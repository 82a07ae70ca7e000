//! Field validation for candidate records
//!
//! A fixed table of named rules covers the four form fields plus the
//! duplicate-word check. Rules are pure, stateless, and dispatched by name,
//! never by position; the form validator runs the relevant rules over a
//! draft and aggregates per-field messages for direct display.

pub mod form;
pub mod rules;

pub use form::{ValidationReport, validate_draft, validate_field};
pub use rules::{FieldRule, rule_for};
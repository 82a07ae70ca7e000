//! Record storage
//!
//! Persistence format and transport are the embedding application's concern;
//! the engine ships a single in-memory backend that validates on admission
//! and keeps insertion order.

pub mod in_memory;

pub use in_memory::InMemoryRecordStore;

use thiserror::Error;
use uuid::Uuid;

use crate::core::validation::ValidationReport;

/// Errors from record store operations
#[derive(Debug, Error)]
pub enum StoreError {
    /// No record with the given id
    #[error("Record '{id}' not found")]
    NotFound { id: Uuid },

    /// The draft failed field validation and was not admitted
    #[error("Record rejected: {report}")]
    InvalidDraft { report: ValidationReport },

    /// A previous writer panicked while holding the store lock
    #[error("Record store lock poisoned")]
    LockPoisoned,
}

impl StoreError {
    /// Get the error code for programmatic handling
    pub fn error_code(&self) -> &'static str {
        match self {
            StoreError::NotFound { .. } => "RECORD_NOT_FOUND",
            StoreError::InvalidDraft { .. } => "VALIDATION_FAILED",
            StoreError::LockPoisoned => "STORE_LOCK_POISONED",
        }
    }
}
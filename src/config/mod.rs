//! Configuration loading and management

use anyhow::Result;
use serde::{Deserialize, Serialize};

use crate::core::record::RecordDraft;
use crate::core::sort::{SortDirection, SortKey};

/// Default search behavior
#[derive(Debug, Clone, Default, Serialize, Deserialize)]
pub struct SearchDefaults {
    /// Whether searches start out case-sensitive
    #[serde(default)]
    pub case_sensitive: bool,
}

/// Default record ordering
#[derive(Debug, Clone, Default, Serialize, Deserialize)]
pub struct SortDefaults {
    #[serde(default)]
    pub key: SortKey,

    #[serde(default)]
    pub direction: SortDirection,
}

/// Complete configuration for a tracker instance
///
/// Every section is optional; an empty file yields the same defaults as no
/// file at all (case-insensitive search, newest-first ordering, no seeds).
#[derive(Debug, Clone, Default, Serialize, Deserialize)]
pub struct TrackerConfig {
    /// Search defaults
    #[serde(default)]
    pub search: SearchDefaults,

    /// Ordering defaults
    #[serde(default)]
    pub sort: SortDefaults,

    /// Records to seed an empty store with, as raw drafts
    ///
    /// Seed drafts go through the same validation as user submissions;
    /// there is no backdoor into the store.
    #[serde(default)]
    pub seed_records: Vec<RecordDraft>,
}

impl TrackerConfig {
    /// Load configuration from a YAML file
    pub fn from_yaml_file(path: &str) -> Result<Self> {
        let content = std::fs::read_to_string(path)?;
        let config: Self = serde_yaml::from_str(&content)?;
        Ok(config)
    }

    /// Load configuration from a YAML string
    pub fn from_yaml_str(yaml: &str) -> Result<Self> {
        let config: Self = serde_yaml::from_str(yaml)?;
        Ok(config)
    }
}
//! Applying a compiled pattern across the searchable fields of a record

use crate::core::record::Record;
use crate::core::search::pattern::CompiledPattern;

/// Test whether a record matches the compiled pattern
///
/// With no pattern every record matches (no filter is active). Otherwise the
/// pattern is tried against the description, the category, and the canonical
/// textual amount, in that order. Legacy records carry empty description or
/// category text and simply fail those probes; they are never an error.
pub fn record_matches(record: &Record, compiled: Option<&CompiledPattern>) -> bool {
    let Some(compiled) = compiled else {
        return true;
    };

    compiled.is_match(&record.description)
        || compiled.is_match(&record.category)
        || compiled.is_match(&record.amount_text())
}
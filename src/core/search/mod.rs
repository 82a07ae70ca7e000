//! Search engine: pattern compilation, record matching, highlighting
//!
//! The orchestrator composes the three leaf pieces over a record collection:
//! compile the raw pattern, filter the collection, and hand the compiled
//! pattern back so display code can highlight the same matches. The caller
//! owns the record list; search only ever reads it.

pub mod highlight;
pub mod matcher;
pub mod pattern;

pub use highlight::highlight;
pub use matcher::record_matches;
pub use pattern::{CompiledPattern, compile};

use tracing::{debug, warn};

use crate::core::error::PatternError;
use crate::core::record::Record;

/// The result of one search invocation
#[derive(Debug)]
pub struct SearchOutcome {
    /// Matching records, in the same order as the input collection
    pub results: Vec<Record>,

    /// The compiled pattern, for reuse by display-side highlighting.
    /// `None` when the pattern was blank or failed to compile.
    pub compiled: Option<CompiledPattern>,

    /// The compile failure, if the non-blank pattern was invalid
    pub error: Option<PatternError>,
}

impl SearchOutcome {
    /// Whether the search failed to compile its pattern
    pub fn is_error(&self) -> bool {
        self.error.is_some()
    }
}

/// Filter `records` against a raw user pattern
///
/// - A blank pattern returns the full collection unchanged, with no error.
/// - An invalid non-blank pattern returns an empty result list and the
///   compile failure; a failed pattern never leaks a partial match set.
/// - Otherwise the matching subsequence is returned, order preserved.
///   Search never re-sorts; ordering is the caller's concern.
pub fn search(records: &[Record], pattern: &str, case_sensitive: bool) -> SearchOutcome {
    let compiled = match compile(pattern, case_sensitive) {
        Ok(compiled) => compiled,
        Err(error) => {
            warn!(pattern, %error, "search pattern failed to compile");
            return SearchOutcome {
                results: Vec::new(),
                compiled: None,
                error: Some(error),
            };
        }
    };

    let results: Vec<Record> = records
        .iter()
        .filter(|record| record_matches(record, compiled.as_ref()))
        .cloned()
        .collect();

    debug!(
        pattern,
        case_sensitive,
        matched = results.len(),
        total = records.len(),
        "search completed"
    );

    SearchOutcome {
        results,
        compiled,
        error: None,
    }
}
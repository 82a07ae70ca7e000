//! Typed error handling for the spendbook engine
//!
//! This module provides a typed error hierarchy so that embedding code can
//! handle failures specifically rather than dealing with generic
//! `anyhow::Error` values.
//!
//! # Error Categories
//!
//! - [`PatternError`]: a user-supplied search pattern failed to compile
//! - [`ValidationReport`]: per-field validation failures, carried as data
//! - [`StoreError`]: record store failures (missing ids, rejected drafts)
//!
//! The engine never panics across its public boundary: a bad pattern, a bad
//! draft, or a missing record all come back as values of these types.
//!
//! # Example
//!
//! ```rust,ignore
//! use spendbook::prelude::*;
//!
//! match store.insert(&draft) {
//!     Ok(record) => println!("Stored: {}", record.id),
//!     Err(StoreError::InvalidDraft { report }) => {
//!         for (field, message) in report.errors() {
//!             eprintln!("{}: {}", field, message);
//!         }
//!     }
//!     Err(e) => eprintln!("Other error: {}", e),
//! }
//! ```

use std::fmt;

use crate::core::validation::ValidationReport;
use crate::storage::StoreError;

/// The main error type for the spendbook engine
///
/// Each variant wraps a more specific error type for that category.
#[derive(Debug)]
pub enum SpendbookError {
    /// A search pattern failed to compile
    Pattern(PatternError),

    /// A record draft failed field validation
    Validation(ValidationReport),

    /// A record store operation failed
    Store(StoreError),
}

impl fmt::Display for SpendbookError {
    fn fmt(&self, f: &mut fmt::Formatter<'_>) -> fmt::Result {
        match self {
            SpendbookError::Pattern(e) => write!(f, "{}", e),
            SpendbookError::Validation(report) => {
                write!(f, "Validation errors: {}", report)
            }
            SpendbookError::Store(e) => write!(f, "{}", e),
        }
    }
}

impl std::error::Error for SpendbookError {
    fn source(&self) -> Option<&(dyn std::error::Error + 'static)> {
        match self {
            SpendbookError::Pattern(e) => Some(e),
            SpendbookError::Validation(_) => None,
            SpendbookError::Store(e) => Some(e),
        }
    }
}

impl SpendbookError {
    /// Get the error code for programmatic handling by the embedding UI
    pub fn error_code(&self) -> &'static str {
        match self {
            SpendbookError::Pattern(_) => "INVALID_PATTERN",
            SpendbookError::Validation(_) => "VALIDATION_FAILED",
            SpendbookError::Store(e) => e.error_code(),
        }
    }

    /// Get additional details for the error
    pub fn details(&self) -> Option<serde_json::Value> {
        match self {
            SpendbookError::Pattern(e) => Some(serde_json::json!({
                "pattern": e.pattern
            })),
            SpendbookError::Validation(report) => Some(serde_json::json!({
                "fields": report.errors()
            })),
            SpendbookError::Store(StoreError::InvalidDraft { report }) => {
                Some(serde_json::json!({ "fields": report.errors() }))
            }
            SpendbookError::Store(_) => None,
        }
    }
}

// =============================================================================
// Pattern Errors
// =============================================================================

/// A user-supplied search pattern that failed to compile
///
/// Compilation failures are always caught at the compiler boundary and
/// returned as values; the raw pattern is kept so the UI can echo it back.
#[derive(Debug, Clone, PartialEq)]
pub struct PatternError {
    /// The raw pattern as the user typed it
    pub pattern: String,

    /// The underlying compile failure, in human-readable form
    pub message: String,
}

impl PatternError {
    /// Wrap a regex compile failure together with the offending pattern
    pub fn new(pattern: impl Into<String>, source: &regex::Error) -> Self {
        Self {
            pattern: pattern.into(),
            message: source.to_string(),
        }
    }
}

impl fmt::Display for PatternError {
    fn fmt(&self, f: &mut fmt::Formatter<'_>) -> fmt::Result {
        write!(f, "Invalid search pattern '{}': {}", self.pattern, self.message)
    }
}

impl std::error::Error for PatternError {}

// =============================================================================
// Conversions
// =============================================================================

impl From<PatternError> for SpendbookError {
    fn from(err: PatternError) -> Self {
        SpendbookError::Pattern(err)
    }
}

impl From<ValidationReport> for SpendbookError {
    fn from(report: ValidationReport) -> Self {
        SpendbookError::Validation(report)
    }
}

impl From<StoreError> for SpendbookError {
    fn from(err: StoreError) -> Self {
        SpendbookError::Store(err)
    }
}

// =============================================================================
// Result type alias
// =============================================================================

/// A specialized Result type for spendbook operations
pub type SpendbookResult<T> = Result<T, SpendbookError>;

// =============================================================================
// Tests
// =============================================================================
//! In-memory record store
//!
//! Thread-safe via `RwLock`; insertion order is preserved so that list and
//! search results come back in the order records were admitted.

use std::sync::{Arc, RwLock};

use indexmap::IndexMap;
use tracing::{debug, info, warn};
use uuid::Uuid;

use crate::core::record::{Record, RecordDraft};
use crate::core::search::{self, SearchOutcome};
use crate::core::validation::{ValidationReport, validate_draft};
use crate::storage::StoreError;

/// In-memory record store
///
/// Every draft goes through the full validation rule set before it is
/// admitted; ids and timestamps are assigned here, never by the caller.
/// Cloning the store clones the handle, not the records.
#[derive(Clone, Default)]
pub struct InMemoryRecordStore {
    records: Arc<RwLock<IndexMap<Uuid, Record>>>,
}

impl InMemoryRecordStore {
    /// Create an empty store
    pub fn new() -> Self {
        Self::default()
    }

    /// Validate a draft and extract its numeric amount
    fn validated_amount(draft: &RecordDraft) -> Result<f64, StoreError> {
        let report = validate_draft(draft);
        if !report.is_valid() {
            return Err(StoreError::InvalidDraft { report });
        }
        match draft.amount.parse::<f64>() {
            Ok(amount) => Ok(amount),
            Err(_) => {
                let mut report = ValidationReport::new();
                report.add_error("amount", "Must be a valid number with max 2 decimals");
                Err(StoreError::InvalidDraft { report })
            }
        }
    }

    /// Validate and admit a new record
    pub fn insert(&self, draft: &RecordDraft) -> Result<Record, StoreError> {
        let amount = match Self::validated_amount(draft) {
            Ok(amount) => amount,
            Err(e) => {
                warn!(%e, "draft rejected");
                return Err(e);
            }
        };

        let record = Record::new(
            draft.description.clone(),
            amount,
            draft.category.clone(),
            draft.date.clone(),
        );

        let mut records = self.records.write().map_err(|_| StoreError::LockPoisoned)?;
        records.insert(record.id, record.clone());
        debug!(id = %record.id, "record inserted");

        Ok(record)
    }

    /// Fetch one record by id
    pub fn get(&self, id: &Uuid) -> Result<Option<Record>, StoreError> {
        let records = self.records.read().map_err(|_| StoreError::LockPoisoned)?;
        Ok(records.get(id).cloned())
    }

    /// All records, in insertion order
    pub fn list(&self) -> Result<Vec<Record>, StoreError> {
        let records = self.records.read().map_err(|_| StoreError::LockPoisoned)?;
        Ok(records.values().cloned().collect())
    }

    /// Validate a draft and apply it to an existing record
    ///
    /// The id and creation timestamp are immutable; the update timestamp is
    /// refreshed. The record keeps its position in the listing order.
    pub fn update(&self, id: &Uuid, draft: &RecordDraft) -> Result<Record, StoreError> {
        let amount = Self::validated_amount(draft)?;

        let mut records = self.records.write().map_err(|_| StoreError::LockPoisoned)?;
        let record = records
            .get_mut(id)
            .ok_or(StoreError::NotFound { id: *id })?;

        record.description = draft.description.clone();
        record.amount = amount;
        record.category = draft.category.clone();
        record.date = draft.date.clone();
        record.touch();
        debug!(id = %record.id, "record updated");

        Ok(record.clone())
    }

    /// Remove a record, returning it
    pub fn remove(&self, id: &Uuid) -> Result<Record, StoreError> {
        let mut records = self.records.write().map_err(|_| StoreError::LockPoisoned)?;
        let record = records
            .shift_remove(id)
            .ok_or(StoreError::NotFound { id: *id })?;
        debug!(id = %record.id, "record removed");
        Ok(record)
    }

    /// Number of stored records
    pub fn len(&self) -> Result<usize, StoreError> {
        let records = self.records.read().map_err(|_| StoreError::LockPoisoned)?;
        Ok(records.len())
    }

    /// Whether the store holds no records
    pub fn is_empty(&self) -> Result<bool, StoreError> {
        Ok(self.len()? == 0)
    }

    /// Search the stored records with a raw user pattern
    ///
    /// Results come back in insertion order; see [`crate::core::search::search`]
    /// for the pattern semantics.
    pub fn search(&self, pattern: &str, case_sensitive: bool) -> Result<SearchOutcome, StoreError> {
        let records = self.list()?;
        Ok(search::search(&records, pattern, case_sensitive))
    }

    /// Seed an empty store with default records
    ///
    /// Does nothing when the store already holds records. Each draft runs
    /// through the same validation as a user submission; invalid seeds are
    /// skipped. Returns the number of records admitted.
    pub fn seed(&self, drafts: &[RecordDraft]) -> Result<usize, StoreError> {
        if !self.is_empty()? {
            return Ok(0);
        }

        let mut admitted = 0;
        for draft in drafts {
            match self.insert(draft) {
                Ok(_) => admitted += 1,
                Err(StoreError::InvalidDraft { report }) => {
                    warn!(description = %draft.description, %report, "seed draft skipped");
                }
                Err(e) => return Err(e),
            }
        }

        info!(admitted, "store seeded");
        Ok(admitted)
    }
}

#[cfg(test)]
mod tests {
    use super::*;

    fn coffee_draft() -> RecordDraft {
        RecordDraft::new("Morning coffee", "3.5", "2026-08-01", "Food")
    }

    fn bus_draft() -> RecordDraft {
        RecordDraft::new("Bus fare", "2", "2026-08-02", "Transport")
    }

    // === insert ===

    #[test]
    fn test_insert_valid_draft() {
        let store = InMemoryRecordStore::new();
        let record = store.insert(&coffee_draft()).unwrap();

        assert_eq!(record.description, "Morning coffee");
        assert_eq!(record.amount, 3.5);
        assert_eq!(record.created_at, record.updated_at);
        assert_eq!(store.len().unwrap(), 1);
    }

    #[test]
    fn test_insert_rejects_invalid_draft() {
        let store = InMemoryRecordStore::new();
        let draft = RecordDraft::new("ok description", "1.999", "2026-08-01", "Food");

        let err = store.insert(&draft).unwrap_err();
        match err {
            StoreError::InvalidDraft { report } => {
                assert!(report.error_for("amount").is_some());
            }
            other => panic!("unexpected error: {other}"),
        }
        assert!(store.is_empty().unwrap());
    }

    #[test]
    fn test_insert_assigns_distinct_ids() {
        let store = InMemoryRecordStore::new();
        let a = store.insert(&coffee_draft()).unwrap();
        let b = store.insert(&bus_draft()).unwrap();
        assert_ne!(a.id, b.id);
    }

    // === get / list ===

    #[test]
    fn test_get_by_id() {
        let store = InMemoryRecordStore::new();
        let record = store.insert(&coffee_draft()).unwrap();

        let fetched = store.get(&record.id).unwrap();
        assert_eq!(fetched, Some(record));
    }

    #[test]
    fn test_get_missing_is_none() {
        let store = InMemoryRecordStore::new();
        assert_eq!(store.get(&Uuid::new_v4()).unwrap(), None);
    }

    #[test]
    fn test_list_preserves_insertion_order() {
        let store = InMemoryRecordStore::new();
        store.insert(&coffee_draft()).unwrap();
        store.insert(&bus_draft()).unwrap();

        let listed = store.list().unwrap();
        assert_eq!(listed.len(), 2);
        assert_eq!(listed[0].description, "Morning coffee");
        assert_eq!(listed[1].description, "Bus fare");
    }

    // === update ===

    #[test]
    fn test_update_preserves_id_and_created_at() {
        let store = InMemoryRecordStore::new();
        let record = store.insert(&coffee_draft()).unwrap();

        let mut draft = coffee_draft();
        draft.amount = "4.25".into();
        let updated = store.update(&record.id, &draft).unwrap();

        assert_eq!(updated.id, record.id);
        assert_eq!(updated.created_at, record.created_at);
        assert_eq!(updated.amount, 4.25);
        assert!(updated.updated_at >= record.updated_at);
    }

    #[test]
    fn test_update_missing_record() {
        let store = InMemoryRecordStore::new();
        let err = store.update(&Uuid::new_v4(), &coffee_draft()).unwrap_err();
        assert!(matches!(err, StoreError::NotFound { .. }));
    }

    #[test]
    fn test_update_rejects_invalid_draft() {
        let store = InMemoryRecordStore::new();
        let record = store.insert(&coffee_draft()).unwrap();

        let mut draft = coffee_draft();
        draft.date = "tomorrow".into();
        assert!(matches!(
            store.update(&record.id, &draft),
            Err(StoreError::InvalidDraft { .. })
        ));

        // The stored record is untouched
        assert_eq!(store.get(&record.id).unwrap(), Some(record));
    }

    #[test]
    fn test_update_keeps_listing_position() {
        let store = InMemoryRecordStore::new();
        let first = store.insert(&coffee_draft()).unwrap();
        store.insert(&bus_draft()).unwrap();

        let mut draft = coffee_draft();
        draft.description = "Espresso".into();
        store.update(&first.id, &draft).unwrap();

        let listed = store.list().unwrap();
        assert_eq!(listed[0].description, "Espresso");
    }

    // === remove ===

    #[test]
    fn test_remove_record() {
        let store = InMemoryRecordStore::new();
        let record = store.insert(&coffee_draft()).unwrap();

        let removed = store.remove(&record.id).unwrap();
        assert_eq!(removed.id, record.id);
        assert!(store.is_empty().unwrap());
    }

    #[test]
    fn test_remove_missing_record() {
        let store = InMemoryRecordStore::new();
        assert!(matches!(
            store.remove(&Uuid::new_v4()),
            Err(StoreError::NotFound { .. })
        ));
    }

    #[test]
    fn test_remove_keeps_remaining_order() {
        let store = InMemoryRecordStore::new();
        let a = store.insert(&coffee_draft()).unwrap();
        store.insert(&bus_draft()).unwrap();
        store
            .insert(&RecordDraft::new("Groceries", "42.17", "2026-08-03", "Food"))
            .unwrap();

        store.remove(&a.id).unwrap();
        let listed = store.list().unwrap();
        assert_eq!(listed[0].description, "Bus fare");
        assert_eq!(listed[1].description, "Groceries");
    }

    // === search ===

    #[test]
    fn test_search_through_store() {
        let store = InMemoryRecordStore::new();
        store.insert(&coffee_draft()).unwrap();
        store.insert(&bus_draft()).unwrap();

        let outcome = store.search("coffee", false).unwrap();
        assert_eq!(outcome.results.len(), 1);
        assert_eq!(outcome.results[0].description, "Morning coffee");
    }

    #[test]
    fn test_search_invalid_pattern_through_store() {
        let store = InMemoryRecordStore::new();
        store.insert(&coffee_draft()).unwrap();

        let outcome = store.search("(abc", false).unwrap();
        assert!(outcome.results.is_empty());
        assert!(outcome.is_error());
    }

    // === seed ===

    #[test]
    fn test_seed_empty_store() {
        let store = InMemoryRecordStore::new();
        let admitted = store.seed(&[coffee_draft(), bus_draft()]).unwrap();
        assert_eq!(admitted, 2);
        assert_eq!(store.len().unwrap(), 2);
    }

    #[test]
    fn test_seed_skips_invalid_drafts() {
        let store = InMemoryRecordStore::new();
        let bad = RecordDraft::new("x", "oops", "nope", "?");
        let admitted = store.seed(&[coffee_draft(), bad]).unwrap();
        assert_eq!(admitted, 1);
        assert_eq!(store.len().unwrap(), 1);
    }

    #[test]
    fn test_seed_noop_on_populated_store() {
        let store = InMemoryRecordStore::new();
        store.insert(&coffee_draft()).unwrap();

        let admitted = store.seed(&[bus_draft()]).unwrap();
        assert_eq!(admitted, 0);
        assert_eq!(store.len().unwrap(), 1);
    }
}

# Task item:
Word for word, restate the listing above from its first line to the line with "pub use in_memory::InMemoryRecordStore;", keeping both.

# Exercise answer:
repository 82a07ae70ca7e000
//! Field validation for candidate records
//!
//! A fixed table of named rules covers the four form fields plus the
//! duplicate-word check. Rules are pure, stateless, and dispatched by name,
//! never by position; the form validator runs the relevant rules over a
//! draft and aggregates per-field messages for direct display.

pub mod form;
pub mod rules;

pub use form::{ValidationReport, validate_draft, validate_field};
pub use rules::{FieldRule, rule_for};
repository 82a07ae70ca7e000
//! Record storage
//!
//! Persistence format and transport are the embedding application's concern;
//! the engine ships a single in-memory backend that validates on admission
//! and keeps insertion order.

pub mod in_memory;

pub use in_memory::InMemoryRecordStore;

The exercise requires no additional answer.